DİREKTEKİ PARMAK İZİ !!
Fâtih Sultân Mehmed Hân Hazretleri, İstanbul'u fethetdikten sonra, ilk Cum'a namâzını Ayasofya'da kılmak için kilisenin derhâl câmiye çevrilmesini emretmişdi.
Ordudaki ustalar kısa sürede Ayasofya Kilisesi'ni, kılıç hakkı olarak "Büyük Fetih Câmîi"ne çevirerek Cum'a namâzına hazırladılar.
Fâtih Sultân Mehmed Han Hazretleri toplanan cemaate;
- Aranızda ikindi namâzının sünnetini kaçırmayan var mı? Varsa cemaatin başına geçsin ve İmâmlığı yapsın" dedi.
Herkes birbirlerine ve büyüklere bakmaya başladılar.
Sultân'ın lalası da âlimlere ve sonra da Akşemseddin Hazretlerine bakdı. Herkesin başını yere eğdiğini gördü. Akşemseddin Hazretleri de başını öne eğerek;
- "Bir keresinde evime misâfir gelmişdi.
Misafiri kıramadığım ve meşgûl olduğum için ikindi vakti keraate girdi.
Hayâtımda sadece bir kez ikindi namâzımın sünnetini kılamadım" dedi. Akşemseddin'in Hazretlerinin bu sözü üzerine Fâtih Sultân Mehmed Hân;
-"Ben hayâtımda hiç ikindi namâzının sünnetini kaçırmadım" dedi.
Ayasofya'da kılınacak ilk Cum'a namâzında İmâmlığa Fâtih Sultân Mehmed lâyık görüldü.
Kuşatma esnasında bile ikindi namâzının sünnetini kaçırmamışdı.
Fâtih Sultân Mehmed Hazretleri, Tekbîr getirip namâza durmasına rağmen az sonra sağına soluna selâm vererek namâzını bozdu.
Tekrâr namâza durduğu hâlde yine sağa sola selâm vererek namâzdan çıkdı. Üçüncüsünde ise, tekbîr getirdikten sonra Cum'a namâzını kıldırmaya başladı.
Cemaatden bazıları:
"Padişâh büyük kibre girdi o yüzden namâzı başlatamadı" diye düşündüler.
Namâz kılındıktan sonra namâzı neden bozduğunu sordular. O da:
-"İstedim ki namâz sırasında bana ve bütün cemaate Kâbe-i Muâzzama görünsün.
Kâbe'nin önünde namâz kılalım.
Bu niyetle namâza durduğumda birinci ve ikinci Tekbîrlerde Kâbe görünmedi.
Fakat üçüncüsünde Kâbe gözümün önünde belirdi" dedi. Bunun sebebini Akşemseddin Hazretleri'ne de sordular.!

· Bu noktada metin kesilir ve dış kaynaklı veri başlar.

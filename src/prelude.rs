//! # declmeta Prelude
//!
//! This module provides a convenient prelude for the most commonly used types from the
//! library. Import this module to get quick access to the essential types for metadata
//! attachment and introspection.

// ================================================================================================
// Core Types and Error Handling
// ================================================================================================

/// The main error type for all declmeta operations
pub use crate::Error;

/// The result type used throughout declmeta
pub use crate::Result;

// ================================================================================================
// Entity Model
// ================================================================================================

/// Entity definitions and the model that owns them
pub use crate::registry::{EntityDef, EntityId, EntityKind, EntityModel, EntityRc};

// ================================================================================================
// Member Keys and Accessors
// ================================================================================================

/// Canonical member keys and accessor descriptors
pub use crate::registry::{AccessorDescriptor, AccessorFlags, MemberKey, SymbolId};

// ================================================================================================
// Records and the Registry
// ================================================================================================

/// Opaque attribute capability and record types
pub use crate::registry::{Attribute, AttributeRc, MetadataRecord, MetadataRecordRc};

/// Main entry point for metadata attachment and lookup
pub use crate::registry::MetadataRegistry;
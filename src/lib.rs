// Licensed under the Apache License, Version 2.0 (the "License");
// you may not use this file except in compliance with the License.
// You may obtain a copy of the License at
//
//     http://www.apache.org/licenses/LICENSE-2.0
//
// Unless required by applicable law or agreed to in writing, software
// distributed under the License is distributed on an "AS IS" BASIS,
// WITHOUT WARRANTIES OR CONDITIONS OF ANY KIND, either express or implied.
// See the License for the specific language governing permissions and
// limitations under the License.
//
// SPDX-License-Identifier: Apache-2.0

#![doc(html_no_source)]
#![deny(missing_docs)]

//! # declmeta
//!
//! A thread-safe, inheritance-aware metadata attachment registry for annotation-driven
//! frameworks. `declmeta` associates arbitrary opaque "attribute" values with a program
//! entity (a type definition or an instance prototype), a member of that entity, or a
//! property accessor, and retrieves them later — including through the declared
//! inheritance chain.
//!
//! ## Features
//!
//! - **Opaque attributes** - Any `Send + Sync + 'static` value attaches without ceremony;
//!   the registry never inspects attribute content
//! - **Inheritance-aware lookup** - Reads fall back to the nearest ancestor's attributes
//!   when a subclass declares none of its own
//! - **Own/inherited isolation** - Writes always land on the target's own record, so a
//!   subclass never mutates its parent's attribute list
//! - **Thread safe** - Lock-free slot table and append-only attribute sequences; record
//!   creation is a single critical section per slot
//! - **Explicit lifecycle** - No ambient global state; the application constructs the
//!   entity model and registry and passes them by reference
//!
//! ## Quick Start
//!
//! Add `declmeta` to your `Cargo.toml`:
//!
//! ```toml
//! [dependencies]
//! declmeta = "0.1"
//! ```
//!
//! ### Using the Prelude
//!
//! ```rust
//! use declmeta::prelude::*;
//! use std::sync::Arc;
//!
//! struct Sound { value: &'static str }
//!
//! let model = Arc::new(EntityModel::new());
//! let animal = model.define("Animal", EntityKind::Type, None)?;
//! let dog = model.define("Dog", EntityKind::Type, Some(animal))?;
//!
//! let registry = MetadataRegistry::new(model);
//! registry.add_attribute(Arc::new(Sound { value: "generic" }), animal, None, None)?;
//!
//! // Dog declares nothing of its own, so reads fall back to Animal
//! let inherited = registry.get_attributes(dog, None)?;
//! assert_eq!(inherited[0].downcast_ref::<Sound>().unwrap().value, "generic");
//!
//! // ...while Dog's own slot stays empty until something is attached to it
//! assert!(registry.get_own_attributes(dog, None)?.is_empty());
//! # Ok::<(), declmeta::Error>(())
//! ```
//!
//! ## Architecture
//!
//! - [`registry`] - The entity model, member keys, records, and the registry itself
//! - [`prelude`] - Convenient re-exports of the commonly used types
//! - [`Error`] and [`Result`] - Error handling
//!
//! The registry holds at most one *own* record per (entity, member) slot. Inherited
//! lookups read an ancestor's own record without copying it, so there is never ambiguity
//! about which list a read observed or a write mutated.

mod error;

/// Convenient re-exports of the most commonly used types.
///
/// # Example
///
/// ```rust
/// use declmeta::prelude::*;
/// use std::sync::Arc;
///
/// let model = Arc::new(EntityModel::new());
/// let registry = MetadataRegistry::new(model);
/// assert!(registry.is_empty());
/// ```
pub mod prelude;

/// Metadata attachment and inheritance-aware retrieval.
///
/// See [`registry::MetadataRegistry`] for the attachment/lookup operations and
/// [`registry::EntityModel`] for the entity-definition model they resolve targets against.
pub mod registry;

/// `declmeta` Result type
///
/// A type alias for [`std::result::Result<T, Error>`] where the error type is always
/// [`Error`]. Used consistently throughout the crate for all fallible operations.
pub type Result<T> = std::result::Result<T, Error>;

/// `declmeta` Error type
///
/// The single error type for all operations in this crate. The only failure mode is an
/// invalid target reference; see [`Error::InvalidTarget`].
pub use error::Error;

/// Registry of metadata attachments.
///
/// See [`registry::MetadataRegistry`] for attachment and inheritance-aware lookup.
pub use registry::MetadataRegistry;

O da bu hâdiseyi şöyle anlatdı;
-"Padişâhımız üç defâ Tekbîr getirdi.
Birinci tekbîrde bakdım ki, Ayasofya'nın yönü kıbleye bakmıyor.
İçimden "İnşâ-Allâh bir yanlış yapmayız" dedim.
İkinci kez tekbîr getirdi, tekrâr namâzı bozdu, ancak; namâzı bozduğu için sevindim.
Üçüncü tekbîrde yine içimden:
"İnşâ-Allâh namâzını bozar" dedim.
Fakat o an bana manevî âlemde cemaatin en arka safı gösterildi.
Bu safta, bir kişilik yerin eksik olduğunu gördüm.
Bir an bakdım ki;
Hızır Aleyhisselam, o bir kişilik yere doğru gelirken direğe parmağını sokdu ve Ayasofya'nın yönünü kıbleye doğru çevirdi.
Ondan sonrada eksik safa geçerek namâza durdu.
Böylece Padişâhımız üçüncü kez tekbîr getirdikten sonra Kâbe'yi tam karşısında gördü, bir daha selâm vermedi ve böylece fetihden sonraki ilk namâz kılınmış oldu" dedi.